→ **Problem details**:
Using the line that contains "and validate them" as the first line and the last line of the data as the final one, give every line in that range again exactly.

→ **Data records**:
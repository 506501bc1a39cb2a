//! Voice session orchestration
//!
//! A [`VoiceSession`] wires capture, activation, the encoder and decoder pools
//! and playback together, and runs them from a single task. The
//! [`VoiceSessionHandle`] hosts that task on its own thread, since cpal streams
//! cannot move between threads.

use std::sync::Arc;
use std::thread::JoinHandle;

use parlor_common::codec::WorkerRole;
use parlor_common::voice::{VoiceQuality, VoiceTarget};
use tokio::sync::{mpsc, oneshot};
use tracing::{debug, info, warn};

use crate::config::{ActivationMode, AudioSettings};
use crate::error::VoiceError;

use super::activation::{VoiceActivationController, VoiceSessionState};
use super::capture::{FrameCapture, MicrophoneSource};
use super::codec::CodecFactory;
use super::context::{ContextState, DeviceContextManager};
use super::event::VoiceEvent;
use super::inbound::{InboundPacket, InboundRouter, PlaybackSink};
use super::ptt::{ControlEvent, ControlInput};
use super::transport::{BitrateHandle, EncodingTransport, PacketSink};
use super::worker::CodecWorkerPool;

// =============================================================================
// Commands
// =============================================================================

/// Commands to control a running session
#[derive(Debug)]
pub enum VoiceCommand {
    /// Explicit request to talk; answered with `Err(Muted)` while muted
    StartTransmitting(oneshot::Sender<Result<(), VoiceError>>),
    StopTransmitting,
    SetMute(bool),
    SetTarget(VoiceTarget),
    /// Update voice quality (bitrate) dynamically
    SetQuality(VoiceQuality),
    /// Mute all incoming audio
    SetDeafened(bool),
    MuteUser(u32),
    UnmuteUser(u32),
    /// Clean up the decoder and playback buffer of a session that left
    UserLeft(u32),
    Stop,
}

/// Inputs a session loop consumes
pub struct SessionIo {
    /// Mono blocks from the capture device; the session ends when this closes
    pub capture: mpsc::UnboundedReceiver<Vec<f32>>,
    /// Packets from the network; the session ends when this closes
    pub inbound: mpsc::UnboundedReceiver<InboundPacket>,
    /// Audio device failures; the first one ends the session
    pub device_errors: mpsc::UnboundedReceiver<String>,
    /// Push-to-talk events, if a control is bound
    pub control: Option<mpsc::UnboundedReceiver<ControlEvent>>,
}

// =============================================================================
// Voice Session
// =============================================================================

/// One joined voice session: everything between the microphone and the speakers
pub struct VoiceSession {
    capture: FrameCapture,
    controller: VoiceActivationController,
    router: InboundRouter,
    playback: Arc<dyn PlaybackSink>,
    bitrate: BitrateHandle,
    events: mpsc::UnboundedSender<VoiceEvent>,
}

impl VoiceSession {
    /// Build the pipeline for `settings`
    ///
    /// # Arguments
    /// * `codecs` - Codec implementation for both worker pools
    /// * `packet_sink` - Network side receiving encoded packets
    /// * `playback` - Where decoded remote audio is mixed
    /// * `events` - Channel for [`VoiceEvent`]s
    pub async fn new(
        settings: &AudioSettings,
        codecs: Arc<dyn CodecFactory>,
        packet_sink: Arc<dyn PacketSink>,
        playback: Arc<dyn PlaybackSink>,
        events: mpsc::UnboundedSender<VoiceEvent>,
    ) -> Self {
        let encoders = CodecWorkerPool::new(WorkerRole::Encoder, codecs.clone(), settings.max_workers);
        let decoders = CodecWorkerPool::new(WorkerRole::Decoder, codecs, settings.max_workers);
        let bitrate = BitrateHandle::new(settings.voice_quality);

        let mut controller =
            VoiceActivationController::new(settings.activation, settings.ptt_mode, events.clone());
        let transport = EncodingTransport::new(encoders, packet_sink, settings.codec, bitrate.clone());
        controller.attach_transport(Arc::new(transport)).await;

        let router = InboundRouter::new(decoders, playback.clone(), events.clone());

        Self {
            capture: FrameCapture::new(),
            controller,
            router,
            playback,
            bitrate,
            events,
        }
    }

    pub fn state(&self) -> VoiceSessionState {
        self.controller.state()
    }

    /// Hand a control binding to the activation controller
    pub fn controller_mut(&mut self) -> &mut VoiceActivationController {
        &mut self.controller
    }

    /// Run until stopped, a required input closes, or the audio device fails
    pub async fn run(
        mut self,
        mut io: SessionIo,
        mut commands: mpsc::UnboundedReceiver<VoiceCommand>,
    ) {
        let mut device_errors = Some(io.device_errors);
        loop {
            tokio::select! {
                biased;

                error = next_or_pending(&mut device_errors) => {
                    match error {
                        Some(error) => {
                            warn!(%error, "audio device failed, ending voice session");
                            let _ = self.events.send(VoiceEvent::AudioError(error));
                            break;
                        }
                        None => device_errors = None,
                    }
                }

                control = next_or_pending(&mut io.control) => {
                    match control {
                        Some(event) => self.controller.handle_control(event).await,
                        None => {
                            debug!("control input closed");
                            io.control = None;
                        }
                    }
                }

                command = commands.recv() => {
                    match command {
                        Some(VoiceCommand::Stop) | None => break,
                        Some(command) => self.handle_command(command).await,
                    }
                }

                block = io.capture.recv() => {
                    let Some(block) = block else {
                        debug!("capture closed, ending voice session");
                        break;
                    };
                    if !self.write_block(&block).await {
                        break;
                    }
                }

                packet = io.inbound.recv() => {
                    let Some(packet) = packet else {
                        debug!("inbound voice closed, ending voice session");
                        break;
                    };
                    if let Err(e) = self.router.handle(packet).await {
                        warn!(error = %e, "inbound voice packet failed");
                    }
                }
            }
        }

        self.controller.end().await;
        self.router.close_all().await;
        info!("voice session ended");
        let _ = self.events.send(VoiceEvent::SessionEnded);
    }

    /// Frame a captured block and offer every frame; `false` once the controller is closed
    async fn write_block(&mut self, block: &[f32]) -> bool {
        for frame in self.capture.push(block) {
            if let Err(e) = self.controller.write(frame).await {
                warn!(error = %e, "voice activation refused frame");
                return false;
            }
        }
        true
    }

    async fn handle_command(&mut self, command: VoiceCommand) {
        match command {
            VoiceCommand::StartTransmitting(reply) => {
                let _ = reply.send(self.controller.start_transmitting().await);
            }
            VoiceCommand::StopTransmitting => self.controller.stop_transmitting().await,
            VoiceCommand::SetMute(muted) => self.controller.set_mute(muted).await,
            VoiceCommand::SetTarget(target) => {
                self.capture.set_target(target);
                self.controller.set_target(target).await;
            }
            VoiceCommand::SetQuality(quality) => {
                debug!(bitrate = quality.bitrate(), "voice quality changed");
                self.bitrate.set(quality);
            }
            VoiceCommand::SetDeafened(deafened) => self.playback.set_deafened(deafened),
            VoiceCommand::MuteUser(session) => self.playback.set_session_muted(session, true),
            VoiceCommand::UnmuteUser(session) => self.playback.set_session_muted(session, false),
            VoiceCommand::UserLeft(session) => self.router.remove_session(session).await,
            VoiceCommand::Stop => {}
        }
    }
}

/// Next message of an optional channel; never resolves once the channel is gone
async fn next_or_pending<T>(rx: &mut Option<mpsc::UnboundedReceiver<T>>) -> Option<T> {
    match rx {
        Some(rx) => rx.recv().await,
        None => std::future::pending().await,
    }
}

// =============================================================================
// Voice Session Handle
// =============================================================================

/// Configuration for starting a voice session on real devices
pub struct VoiceSessionConfig {
    pub settings: AudioSettings,
    /// Process-wide device session manager
    pub devices: &'static DeviceContextManager,
    /// Network side receiving encoded packets
    pub packet_sink: Arc<dyn PacketSink>,
    /// Packets received from the network
    pub inbound: mpsc::UnboundedReceiver<InboundPacket>,
    /// Push-to-talk source, bound when the activation mode asks for it
    pub control_input: Arc<dyn ControlInput>,
    pub codecs: Arc<dyn CodecFactory>,
}

/// Handle for controlling an active voice session
pub struct VoiceSessionHandle {
    command_tx: mpsc::UnboundedSender<VoiceCommand>,
    /// The session thread; cpal streams are not `Send`
    handle: Option<JoinHandle<()>>,
}

impl VoiceSessionHandle {
    /// Start a voice session on a dedicated thread
    ///
    /// Returns a handle for controlling the session and a receiver for events.
    /// Setup failures are reported as [`VoiceEvent::AudioError`] followed by
    /// [`VoiceEvent::SessionEnded`].
    pub fn start(config: VoiceSessionConfig) -> (Self, mpsc::UnboundedReceiver<VoiceEvent>) {
        let (event_tx, event_rx) = mpsc::unbounded_channel();
        let (command_tx, command_rx) = mpsc::unbounded_channel();

        let thread_events = event_tx.clone();
        let spawned = std::thread::Builder::new()
            .name("voice-session".to_string())
            .spawn(move || {
                let runtime = match tokio::runtime::Builder::new_current_thread()
                    .enable_all()
                    .build()
                {
                    Ok(runtime) => runtime,
                    Err(e) => {
                        let _ = thread_events.send(VoiceEvent::AudioError(format!(
                            "failed to create voice runtime: {}",
                            e
                        )));
                        let _ = thread_events.send(VoiceEvent::SessionEnded);
                        return;
                    }
                };
                runtime.block_on(run_voice_session(config, thread_events, command_rx));
            });

        let handle = match spawned {
            Ok(handle) => Some(handle),
            Err(e) => {
                let _ = event_tx.send(VoiceEvent::AudioError(format!(
                    "failed to spawn voice thread: {}",
                    e
                )));
                let _ = event_tx.send(VoiceEvent::SessionEnded);
                None
            }
        };

        (Self { command_tx, handle }, event_rx)
    }

    /// Start transmitting; fails with [`VoiceError::Muted`] while muted
    pub async fn start_transmitting(&self) -> Result<(), VoiceError> {
        let (tx, rx) = oneshot::channel();
        self.command_tx
            .send(VoiceCommand::StartTransmitting(tx))
            .map_err(|_| VoiceError::Closed("voice session"))?;
        rx.await.map_err(|_| VoiceError::Closed("voice session"))?
    }

    pub fn stop_transmitting(&self) {
        let _ = self.command_tx.send(VoiceCommand::StopTransmitting);
    }

    pub fn set_mute(&self, muted: bool) {
        let _ = self.command_tx.send(VoiceCommand::SetMute(muted));
    }

    pub fn set_target(&self, target: VoiceTarget) {
        let _ = self.command_tx.send(VoiceCommand::SetTarget(target));
    }

    /// Update voice quality without leaving the session
    pub fn set_quality(&self, quality: VoiceQuality) {
        let _ = self.command_tx.send(VoiceCommand::SetQuality(quality));
    }

    pub fn set_deafened(&self, deafened: bool) {
        let _ = self.command_tx.send(VoiceCommand::SetDeafened(deafened));
    }

    pub fn mute_user(&self, session: u32) {
        let _ = self.command_tx.send(VoiceCommand::MuteUser(session));
    }

    pub fn unmute_user(&self, session: u32) {
        let _ = self.command_tx.send(VoiceCommand::UnmuteUser(session));
    }

    pub fn user_left(&self, session: u32) {
        let _ = self.command_tx.send(VoiceCommand::UserLeft(session));
    }

    /// Stop the session
    ///
    /// The thread releases the devices on its own; this does not wait for it
    /// so unresponsive audio drivers can't block the caller.
    pub fn stop(&mut self) {
        let _ = self.command_tx.send(VoiceCommand::Stop);
        self.handle.take();
    }
}

impl Drop for VoiceSessionHandle {
    fn drop(&mut self) {
        if self.handle.is_some() {
            self.stop();
        }
    }
}

fn fail(events: &mpsc::UnboundedSender<VoiceEvent>, error: VoiceError) {
    warn!(error = %error, "voice session setup failed");
    let _ = events.send(VoiceEvent::AudioError(error.to_string()));
    let _ = events.send(VoiceEvent::SessionEnded);
}

async fn run_voice_session(
    config: VoiceSessionConfig,
    events: mpsc::UnboundedSender<VoiceEvent>,
    commands: mpsc::UnboundedReceiver<VoiceCommand>,
) {
    let VoiceSessionConfig {
        settings,
        devices,
        packet_sink,
        inbound,
        control_input,
        codecs,
    } = config;

    let ctx = match devices.get_or_create(&settings.device).await {
        Ok(ctx) => ctx,
        Err(e) => return fail(&events, e),
    };
    if ctx.state() == ContextState::Suspended {
        // Deferred until the first user gesture where the platform requires one
        if let Err(e) = devices.auto_resume().await {
            warn!(error = %e, "could not resume audio output");
        }
    }

    let (microphone, channels) = match MicrophoneSource::open(&settings.input_device) {
        Ok(opened) => opened,
        Err(e) => return fail(&events, e),
    };
    if let Err(e) = microphone.start() {
        return fail(&events, e);
    }

    let mut session = VoiceSession::new(
        &settings,
        codecs,
        packet_sink,
        ctx.playback(),
        events.clone(),
    )
    .await;

    let control = if settings.activation == ActivationMode::PushToTalk {
        match control_input.bind(&settings.ptt_key) {
            Ok(binding) => session.controller_mut().attach_control(binding),
            Err(e) => {
                warn!(error = %e, key = %settings.ptt_key, "push-to-talk unavailable");
                None
            }
        }
    } else {
        None
    };

    let io = SessionIo {
        capture: channels.blocks,
        inbound,
        device_errors: channels.errors,
        control,
    };
    session.run(io, commands).await;
    microphone.stop();
}

// =============================================================================
// Tests
// =============================================================================
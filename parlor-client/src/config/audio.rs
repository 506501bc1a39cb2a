//! Audio settings for voice chat
//!
//! Configuration for the voice pipeline including device selection, voice
//! quality, activation mode, push-to-talk binding and device session tuning.

use parlor_common::voice::{Codec, VOICE_SAMPLE_RATE, VoiceQuality};
use serde::{Deserialize, Serialize};

use crate::error::VoiceError;
use crate::logging::LoggingSettings;
use crate::voice::ptt::parse_key_code;

// =============================================================================
// Constants
// =============================================================================

/// Default PTT key (backtick)
pub const DEFAULT_PTT_KEY: &str = "`";

/// System default device identifier
pub const SYSTEM_DEFAULT_DEVICE: &str = "";

/// Default number of resume attempts before giving up
pub const DEFAULT_RESUME_ATTEMPTS: u32 = 5;

/// Default backoff after the first failed resume (doubles after each further failure)
pub const DEFAULT_RESUME_BASE_DELAY_MS: u64 = 100;

/// Default ceiling on concurrently live codec workers per pool
pub const DEFAULT_MAX_WORKERS: usize = 8;

// =============================================================================
// Activation Mode
// =============================================================================

/// How outgoing voice is gated
#[derive(Debug, Clone, Copy, PartialEq, Eq, Default, Serialize, Deserialize)]
#[serde(rename_all = "snake_case")]
pub enum ActivationMode {
    /// Transmit whenever not muted
    #[default]
    Continuous,
    /// Transmit only while the push-to-talk control is active
    PushToTalk,
}

// =============================================================================
// PTT Mode
// =============================================================================

/// Push-to-talk activation mode
#[derive(Debug, Clone, Copy, PartialEq, Eq, Default, Serialize, Deserialize)]
pub enum PttMode {
    /// Hold key to talk, release to stop
    #[default]
    Hold,
    /// Press to start talking, press again to stop
    Toggle,
}

impl PttMode {
    /// All PTT modes for the picker
    pub const ALL: &'static [PttMode] = &[PttMode::Hold, PttMode::Toggle];
}

// =============================================================================
// Device Context
// =============================================================================

/// Latency/power trade-off requested from the platform audio session
#[derive(Debug, Clone, Copy, PartialEq, Eq, Default, Serialize, Deserialize)]
#[serde(rename_all = "snake_case")]
pub enum LatencyHint {
    /// Lowest latency the device offers
    #[default]
    Interactive,
    /// Platform default buffering
    Balanced,
    /// Large buffers, lowest power
    Playback,
}

/// Parameters the shared audio device session is created with
#[derive(Debug, Clone, PartialEq, Eq, Serialize, Deserialize)]
pub struct DeviceContextConfig {
    /// Output device name (empty string = system default)
    #[serde(default)]
    pub output_device: String,

    /// Sample rate of the session in Hz
    #[serde(default = "default_sample_rate")]
    pub sample_rate: u32,

    #[serde(default)]
    pub latency: LatencyHint,
}

fn default_sample_rate() -> u32 {
    VOICE_SAMPLE_RATE
}

impl Default for DeviceContextConfig {
    fn default() -> Self {
        Self {
            output_device: SYSTEM_DEFAULT_DEVICE.to_string(),
            sample_rate: default_sample_rate(),
            latency: LatencyHint::default(),
        }
    }
}

/// Backoff applied when resuming a suspended device session fails
#[derive(Debug, Clone, Copy, PartialEq, Eq, Serialize, Deserialize)]
pub struct RetrySettings {
    /// Platform resume calls made before giving up, the first one included
    #[serde(default = "default_resume_attempts")]
    pub max_attempts: u32,

    /// Backoff after the first failure; each further failure doubles it
    #[serde(default = "default_resume_base_delay_ms")]
    pub base_delay_ms: u64,
}

fn default_resume_attempts() -> u32 {
    DEFAULT_RESUME_ATTEMPTS
}

fn default_resume_base_delay_ms() -> u64 {
    DEFAULT_RESUME_BASE_DELAY_MS
}

impl Default for RetrySettings {
    fn default() -> Self {
        Self {
            max_attempts: DEFAULT_RESUME_ATTEMPTS,
            base_delay_ms: DEFAULT_RESUME_BASE_DELAY_MS,
        }
    }
}

// =============================================================================
// Audio Settings
// =============================================================================

/// Audio settings for voice chat
#[derive(Debug, Clone, PartialEq, Serialize, Deserialize)]
pub struct AudioSettings {
    /// Input device name (empty string = system default)
    #[serde(default)]
    pub input_device: String,

    /// Output device session parameters
    #[serde(default)]
    pub device: DeviceContextConfig,

    /// Voice quality preset (affects Opus bitrate)
    #[serde(default)]
    pub voice_quality: VoiceQuality,

    /// Codec used for outgoing audio
    #[serde(default)]
    pub codec: Codec,

    /// Continuous transmission or push-to-talk
    #[serde(default)]
    pub activation: ActivationMode,

    /// Push-to-talk key binding
    #[serde(default = "default_ptt_key")]
    pub ptt_key: String,

    /// Push-to-talk mode (hold or toggle)
    #[serde(default)]
    pub ptt_mode: PttMode,

    /// Resume backoff for the device session
    #[serde(default)]
    pub resume_retry: RetrySettings,

    /// Maximum codec workers kept per pool
    #[serde(default = "default_max_workers")]
    pub max_workers: usize,

    #[serde(default)]
    pub logging: LoggingSettings,
}

fn default_ptt_key() -> String {
    DEFAULT_PTT_KEY.to_string()
}

fn default_max_workers() -> usize {
    DEFAULT_MAX_WORKERS
}

impl Default for AudioSettings {
    fn default() -> Self {
        Self {
            input_device: SYSTEM_DEFAULT_DEVICE.to_string(),
            device: DeviceContextConfig::default(),
            voice_quality: VoiceQuality::default(),
            codec: Codec::default(),
            activation: ActivationMode::default(),
            ptt_key: default_ptt_key(),
            ptt_mode: PttMode::default(),
            resume_retry: RetrySettings::default(),
            max_workers: DEFAULT_MAX_WORKERS,
            logging: LoggingSettings::default(),
        }
    }
}

impl AudioSettings {
    /// Parse settings from JSON and validate them
    pub fn from_json(json: &str) -> Result<Self, VoiceError> {
        let settings: AudioSettings = serde_json::from_str(json)
            .map_err(|e| VoiceError::Config(format!("malformed audio settings: {}", e)))?;
        settings.validate()?;
        Ok(settings)
    }

    /// Reject settings the pipeline cannot run with
    pub fn validate(&self) -> Result<(), VoiceError> {
        if self.device.sample_rate == 0 {
            return Err(VoiceError::Config("sample rate must be positive".into()));
        }
        if self.max_workers == 0 {
            return Err(VoiceError::Config("max_workers must be at least 1".into()));
        }
        if self.resume_retry.max_attempts == 0 {
            return Err(VoiceError::Config("resume needs at least one attempt".into()));
        }
        if self.resume_retry.base_delay_ms == 0 {
            return Err(VoiceError::Config("resume base delay must be positive".into()));
        }
        if self.activation == ActivationMode::PushToTalk {
            parse_key_code(&self.ptt_key).map_err(VoiceError::Config)?;
        }
        Ok(())
    }

    /// Check if using system default output device
    pub fn is_default_output(&self) -> bool {
        self.device.output_device.is_empty()
    }

    /// Check if using system default input device
    pub fn is_default_input(&self) -> bool {
        self.input_device.is_empty()
    }
}

// =============================================================================
// Tests
// =============================================================================
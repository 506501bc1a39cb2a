//! Cross-context entity bridge
//!
//! Mirrors the channel/user tree between two execution domains (for example
//! the network task and a UI thread) using id-only JSON messages.

pub mod endpoint;
pub mod graph;

pub use endpoint::BridgeEndpoint;
pub use graph::{Arena, ChannelNode, EntityGraph, MirrorEvent, UserNode};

→ **Problem solution**:
    /// Parse settings from JSON and validate them
    pub fn from_json(json: &str) -> Result<Self, VoiceError> {
        let settings: AudioSettings = serde_json::from_str(json)
            .map_err(|e| VoiceError::Config(format!("malformed audio settings: {}", e)))?;
        settings.validate()?;
        Ok(settings)
    }

    /// Reject settings the pipeline cannot run with
    pub fn validate(&self) -> Result<(), VoiceError> {
        if self.device.sample_rate == 0 {
            return Err(VoiceError::Config("sample rate must be positive".into()));
        }
        if self.max_workers == 0 {
            return Err(VoiceError::Config("max_workers must be at least 1".into()));
        }
        if self.resume_retry.max_attempts == 0 {
            return Err(VoiceError::Config("resume needs at least one attempt".into()));
        }
        if self.resume_retry.base_delay_ms == 0 {
            return Err(VoiceError::Config("resume base delay must be positive".into()));
        }
        if self.activation == ActivationMode::PushToTalk {
            parse_key_code(&self.ptt_key).map_err(VoiceError::Config)?;
        }
        Ok(())
    }

    /// Check if using system default output device
    pub fn is_default_output(&self) -> bool {
        self.device.output_device.is_empty()
    }

    /// Check if using system default input device
    pub fn is_default_input(&self) -> bool {
        self.input_device.is_empty()
    }
}

// =============================================================================
// Tests
// =============================================================================
repository 506501bc1a39cb2a
//! Cross-context entity bridge
//!
//! Mirrors the channel/user tree between two execution domains (for example
//! the network task and a UI thread) using id-only JSON messages.

pub mod endpoint;
pub mod graph;

pub use endpoint::BridgeEndpoint;
pub use graph::{Arena, ChannelNode, EntityGraph, MirrorEvent, UserNode};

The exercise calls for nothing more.